Beust empfahl Merkel die Entlassung illoyaler Regierungsmitglieder. "Wenn ein Minister illoyal ist, wäre es klug, ihn rauszuschmeißen. Dann muss die Kanzlerin sagen: Ich bin der Kapitän an Bord. Ich habe jetzt dreimal gemahnt, nun fliegst du raus", sagte er der "Süddeutschen Zeitung". Er wolle niemanden loswerden. "Nur jeder sollte wissen: Wenn er wieder losschnattert, geht er ein Risiko ein." Merkel sei ihm sympathisch, weil sie nicht "dieses Gockel-Gehabe" zeige, sagte Beust. Ihre Stärke sei die nüchterne Analyse. "Aber manchmal braucht Politik Symbole. Wenn das Vertrauen flöten geht, müssen Sie auch mal auf den Tisch hauen."

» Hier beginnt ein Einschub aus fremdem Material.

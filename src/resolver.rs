use std::collections::HashSet;
use std::sync::Arc;
use std::sync::atomic::{AtomicU64, Ordering};

use serde::Serialize;
use uuid::Uuid;

use crate::annotation::{self, Endpoint, LinkType};
use crate::cache::RecordCache;
use crate::config::{FailurePolicy, ResolverSettings};
use crate::domain::{LocalKey, PersistentId, Registry};
use crate::error::TaxaError;
use crate::node::{Dataset, NameUsageNode, UsagePayload, VernacularName};
use crate::query::split_literals;
use crate::record::{NameUsageRecord, SearchResultRecord, SuggestResultRecord, VernacularRecord};
use crate::source::DataSource;

#[derive(Debug, Clone, Copy, Default, PartialEq, Eq, Serialize)]
pub struct ResolverStats {
    pub remote_fetches: u64,
    pub cache_hits: u64,
    pub transport_failures: u64,
    pub skipped_keys: u64,
}

#[derive(Default)]
struct Counters {
    remote_fetches: AtomicU64,
    cache_hits: AtomicU64,
    transport_failures: AtomicU64,
    skipped_keys: AtomicU64,
}

impl Counters {
    fn bump(counter: &AtomicU64) {
        counter.fetch_add(1, Ordering::Relaxed);
    }
}

pub struct Resolver<S: DataSource> {
    source: S,
    cache: Arc<RecordCache>,
    settings: ResolverSettings,
    counters: Counters,
}

impl<S: DataSource> Resolver<S> {
    pub fn new(source: S, settings: ResolverSettings) -> Self {
        let cache = Arc::new(RecordCache::new(source.registry()));
        Self::with_cache(source, cache, settings)
    }

    pub fn with_cache(source: S, cache: Arc<RecordCache>, settings: ResolverSettings) -> Self {
        Self {
            source,
            cache,
            settings,
            counters: Counters::default(),
        }
    }

    pub fn source(&self) -> &S {
        &self.source
    }

    pub fn cache(&self) -> &Arc<RecordCache> {
        &self.cache
    }

    pub fn settings(&self) -> &ResolverSettings {
        &self.settings
    }

    pub fn registry(&self) -> Registry {
        self.cache.registry()
    }

    pub fn stats(&self) -> ResolverStats {
        ResolverStats {
            remote_fetches: self.counters.remote_fetches.load(Ordering::Relaxed),
            cache_hits: self.counters.cache_hits.load(Ordering::Relaxed),
            transport_failures: self.counters.transport_failures.load(Ordering::Relaxed),
            skipped_keys: self.counters.skipped_keys.load(Ordering::Relaxed),
        }
    }

    pub fn clear(&self) {
        self.cache.clear();
    }

    /// `Ok(None)` means the call failed in transport and the failure was tolerated.
    pub(crate) fn remote<T, F>(&self, what: &str, call: F) -> Result<Option<T>, TaxaError>
    where
        F: FnOnce(&S) -> Result<T, TaxaError>,
    {
        Counters::bump(&self.counters.remote_fetches);
        tracing::debug!(registry = %self.registry(), what, "remote fetch");
        match call(&self.source) {
            Ok(value) => Ok(Some(value)),
            Err(err)
                if err.is_transport() && self.settings.failure_policy == FailurePolicy::Tolerate =>
            {
                Counters::bump(&self.counters.transport_failures);
                tracing::warn!(registry = %self.registry(), what, error = %err, "remote call failed, treating as absent");
                Ok(None)
            }
            Err(err) => Err(err),
        }
    }

    pub(crate) fn remote_list<T, F>(&self, what: &str, call: F) -> Result<Vec<T>, TaxaError>
    where
        F: FnOnce(&S) -> Result<Vec<T>, TaxaError>,
    {
        Ok(self.remote(what, call)?.unwrap_or_default())
    }

    pub(crate) fn note_cache_hit(&self, key: LocalKey) {
        Counters::bump(&self.counters.cache_hits);
        tracing::trace!(registry = %self.registry(), %key, "cache hit");
    }

    fn skip_key(&self, token: &str, err: &TaxaError) {
        Counters::bump(&self.counters.skipped_keys);
        tracing::warn!(token, error = %err, "skipping malformed key");
    }

    pub fn resolve_record(&self, record: NameUsageRecord) -> Result<Arc<NameUsageNode>, TaxaError> {
        let node = self.cache.nominal(record.key);
        let outcome = node.merge(UsagePayload::Record(record));
        if outcome.became_resolved {
            self.after_merge(&node)?;
        }
        Ok(node)
    }

    pub fn resolve_search_result(
        &self,
        record: SearchResultRecord,
    ) -> Result<Arc<NameUsageNode>, TaxaError> {
        let node = self.cache.nominal(record.usage.key);
        let embedded = record.vernacular_names.clone();
        node.merge(UsagePayload::Search(record));
        if self.settings.include_vernaculars && !embedded.is_empty() && node.claim_vernaculars() {
            self.link_vernaculars(&node, &embedded);
        }
        self.attach_dataset(&node)?;
        Ok(node)
    }

    pub fn resolve_suggest_result(&self, record: SuggestResultRecord) -> Arc<NameUsageNode> {
        let node = self.cache.nominal(record.key);
        node.merge(UsagePayload::Suggest(record));
        node
    }

    pub fn resolve_key(&self, key: LocalKey) -> Result<Option<Arc<NameUsageNode>>, TaxaError> {
        if let Some(node) = self.cache.node(key).filter(|node| node.is_resolved()) {
            self.note_cache_hit(key);
            return Ok(Some(node));
        }

        let mut fresh = false;
        let resolved = self.cache.nodes().single_flight(&key, || -> Result<_, TaxaError> {
            if let Some(node) = self.cache.node(key).filter(|node| node.is_resolved()) {
                self.note_cache_hit(key);
                return Ok(Some(node));
            }
            let record = self
                .remote(&format!("usage {key}"), |source| source.get_by_key(key))?
                .flatten();
            let Some(record) = record else {
                tracing::debug!(registry = %self.registry(), %key, "name usage not found");
                return Ok(None);
            };
            if record.key != key {
                tracing::debug!(requested = %key, returned = %record.key, "registry returned a different key");
            }
            let node = self.cache.nominal(key);
            fresh = node.merge(UsagePayload::Record(record)).became_resolved;
            Ok(Some(node))
        })?;

        if fresh && let Some(node) = &resolved {
            self.after_merge(node)?;
        }
        Ok(resolved)
    }

    pub fn resolve_keys(&self, keys: &str) -> Result<Vec<Arc<NameUsageNode>>, TaxaError> {
        let mut seen = HashSet::new();
        let mut nodes = Vec::new();
        for token in split_literals(keys, &self.settings.delimiter) {
            let resolved = if token.starts_with("urn:") {
                match PersistentId::parse(&token) {
                    Ok(id) => self.resolve_persistent_id(&id)?,
                    Err(err) => {
                        self.skip_key(&token, &err);
                        continue;
                    }
                }
            } else {
                match token.parse::<LocalKey>() {
                    Ok(key) => self.resolve_key(key)?,
                    Err(err) => {
                        self.skip_key(&token, &err);
                        continue;
                    }
                }
            };
            if let Some(node) = resolved
                && seen.insert(node.key())
            {
                nodes.push(node);
            }
        }
        Ok(nodes)
    }

    pub fn resolve_persistent_id(
        &self,
        id: &PersistentId,
    ) -> Result<Option<Arc<NameUsageNode>>, TaxaError> {
        let PersistentId::Usage {
            registry,
            key,
            senior,
        } = *id
        else {
            tracing::debug!(%id, "namebank ids do not name a usage");
            return Ok(None);
        };
        if registry != self.registry() {
            tracing::debug!(%id, registry = %self.registry(), "persistent id belongs to another registry");
            return Ok(None);
        }
        let Some(node) = self.resolve_key(key)? else {
            return Ok(None);
        };
        if let Some(senior) = senior
            && let Some(senior) = self.resolve_key(senior)?
        {
            node.set_senior(&senior);
        }
        Ok(Some(node))
    }

    pub fn higher(&self, node: &Arc<NameUsageNode>) -> Result<Option<Arc<NameUsageNode>>, TaxaError> {
        if let Some(parent) = node.higher() {
            return Ok(Some(parent));
        }
        let Some(parent_key) = node.parent_key() else {
            return Ok(None);
        };
        let parent = self.resolve_key(parent_key)?;
        if let Some(parent) = &parent {
            node.set_higher(parent);
        }
        Ok(parent)
    }

    pub fn accepted(&self, node: &Arc<NameUsageNode>) -> Result<Option<Arc<NameUsageNode>>, TaxaError> {
        let Some(key) = node.accepted_key().filter(|key| *key != node.key()) else {
            return Ok(None);
        };
        let accepted = self.resolve_key(key)?;
        if let Some(accepted) = &accepted
            && node.is_synonym()
        {
            node.set_senior(accepted);
        }
        Ok(accepted)
    }

    pub fn basionym(&self, node: &Arc<NameUsageNode>) -> Result<Option<Arc<NameUsageNode>>, TaxaError> {
        match node.basionym_key().filter(|key| *key != node.key()) {
            Some(key) => self.resolve_key(key),
            None => Ok(None),
        }
    }

    pub fn related(&self, node: &Arc<NameUsageNode>) -> Result<Vec<Arc<NameUsageNode>>, TaxaError> {
        let key = node.key();
        self.remote_list(&format!("related {key}"), |source| source.list_related(key))?
            .into_iter()
            .filter(|record| record.key != key)
            .map(|record| self.resolve_record(record))
            .collect()
    }

    pub fn dataset(&self, key: Uuid) -> Result<Option<Arc<Dataset>>, TaxaError> {
        if let Some(dataset) = self.cache.datasets().get(&key) {
            Counters::bump(&self.counters.cache_hits);
            return Ok(Some(dataset));
        }
        self.cache.datasets().get_or_fetch(key, || {
            let record = self
                .remote(&format!("dataset {key}"), |source| source.get_dataset(key))?
                .flatten();
            Ok(record.map(|record| Arc::new(Dataset::from(record))))
        })
    }

    pub fn vernaculars(&self, node: &Arc<NameUsageNode>) -> Vec<Arc<VernacularName>> {
        let mut names: Vec<Arc<VernacularName>> = Vec::new();
        for annotation in node.annotations_of(LinkType::Vernacular) {
            for endpoint in annotation.counterparts(node) {
                if let Some(name) = endpoint.as_vernacular()
                    && !names.iter().any(|known| Arc::ptr_eq(known, name))
                {
                    names.push(Arc::clone(name));
                }
            }
        }
        names
    }

    pub(crate) fn ensure_vernaculars(&self, node: &Arc<NameUsageNode>) -> Result<(), TaxaError> {
        if !self.settings.include_vernaculars || !node.claim_vernaculars() {
            return Ok(());
        }
        let key = node.key();
        match self.remote(&format!("vernacular names {key}"), |source| {
            source.get_vernacular_names(key)
        }) {
            Ok(Some(records)) => {
                self.link_vernaculars(node, &records);
                Ok(())
            }
            Ok(None) => {
                node.unclaim_vernaculars();
                Ok(())
            }
            Err(err) => {
                node.unclaim_vernaculars();
                Err(err)
            }
        }
    }

    fn after_merge(&self, node: &Arc<NameUsageNode>) -> Result<(), TaxaError> {
        self.attach_dataset(node)?;
        self.ensure_vernaculars(node)
    }

    fn attach_dataset(&self, node: &Arc<NameUsageNode>) -> Result<(), TaxaError> {
        if !self.settings.resolve_datasets || node.dataset().is_some() {
            return Ok(());
        }
        if let Some(key) = node.dataset_key()
            && let Some(dataset) = self.dataset(key)?
        {
            node.attach_dataset(dataset);
        }
        Ok(())
    }

    fn link_vernaculars(&self, node: &Arc<NameUsageNode>, records: &[VernacularRecord]) {
        let mut names: Vec<Arc<VernacularName>> = Vec::new();
        for record in records {
            if record.vernacular_name.trim().is_empty() {
                continue;
            }
            let name = self.cache.vernacular(record);
            if !names.iter().any(|known| Arc::ptr_eq(known, &name)) {
                names.push(name);
            }
        }
        if names.is_empty() {
            return;
        }
        annotation::link(
            LinkType::Vernacular,
            vec![Endpoint::from(Arc::clone(node))],
            names.into_iter().map(Endpoint::from).collect(),
        );
    }
}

Tillich dagegen nahm Merkel in Schutz. "An Führungsstärke mangelt es der Kanzlerin nicht", sagte er dem Abendblatt. "Grundsätzlich muss auch gelten: Ehe sich Union und FDP über ein Gesetzespaket verständigen, muss intern, auch mit der CSU, die gemeinsame Linie abgestimmt sein." Schwarz-Gelb ist in Umfragen nach anhaltenden Querelen, gegenseitigen Beschimpfungen und Auseinandersetzungen in Sachthemen in der Gunst der Wähler deutlich unter 40 Prozent gefallen. Eine neue Umfrage des Forsa-Instituts im Auftrag von "Stern" und RTL sieht die Union bei 31, die FDP nur noch bei vier Prozent. Auf zentralen Feldern ringen die Koalitionspartner seit Monaten um eine einheitliche Haltung. Vor allem über die geplante Gesundheitsreform lieferten sich Vertreter von CSU und FDP einen heftigen Schlagabtausch, beschimpften einander als "Wildsau" und "Gurkentruppe".

Merkel äußerte am Dienstag in einer Fraktionssitzung ihren Unmut über kritische Äußerungen aus den eigenen Reihen. Sie wolle sich Störer zur Not einzeln vorknöpfen. Der stellvertretende Vorsitzende des Arbeitnehmerflügels in der Union, Gerald Weiß, brachte einen Strafenkatalog ins Spiel. "Die Bürger verlangen Anstandsregeln. Wenn die dauerhaften Beleidigungen nicht aufhören, könnte zum Beispiel über einen Maßnahmenkatalog nachgedacht werden", sagte Weiß der "Bild"-Zeitung.

Ratschläge für die Kanzlerin kamen gestern auch aus der FDP. "Dass der Ton innerhalb der Koalition nicht angemessen war, dürfte jedem klar sein. Vielleicht bringt die Sommerpause ein bisschen Ruhe in die Diskussion", sagte der stellvertretende niedersächsische Ministerpräsident Jörg Bode dem Abendblatt. "Ich wünsche mir aber, dass Frau Merkel inhaltlich deutlicher Farbe bekennt. Wir haben an der Nordrhein-Westfalen-Wahl gesehen, dass es nichts bringt, alle Entscheidungen hinauszuzögern, weil man meint, man könne diese den Bürgern nicht zumuten." Es gebe jedenfalls genug zu tun. Dabei denke er an eine Reform der Mehrwertsteuer.

Olaf Scholz, stellvertretender Bundesvorsitzender und Hamburger Landeschef der SPD, beschrieb die Kritik an Merkel als nachvollziehbar - zeigte sich allerdings verwundert über Beust als Absender. "Dass die Kanzlerin in Schwierigkeiten ist, weil die Koalition ihre Wahlversprechen nicht einhalten kann und weil der Führungsstil von Frau Merkel mittlerweile in ihrer eigenen Partei kritisiert wird, ist offenkundig", sagte Scholz dem Abendblatt. "Dass der Hamburger Bürgermeister der Kanzlerin nun Ratschläge gibt, ist zumindest überraschend." Denn die Hamburger Bürger kritisierten an Beust und seiner Partei ebenfalls die Nichteinhaltung von Wahlversprechen. Und sie vermissten Führung, fügte Scholz hinzu - "ganz gleich, ob es nun um die Kostenexplosion bei der Elbphilharmonie, die eskalierenden Sicherheitsprobleme oder um die Schulpolitik geht".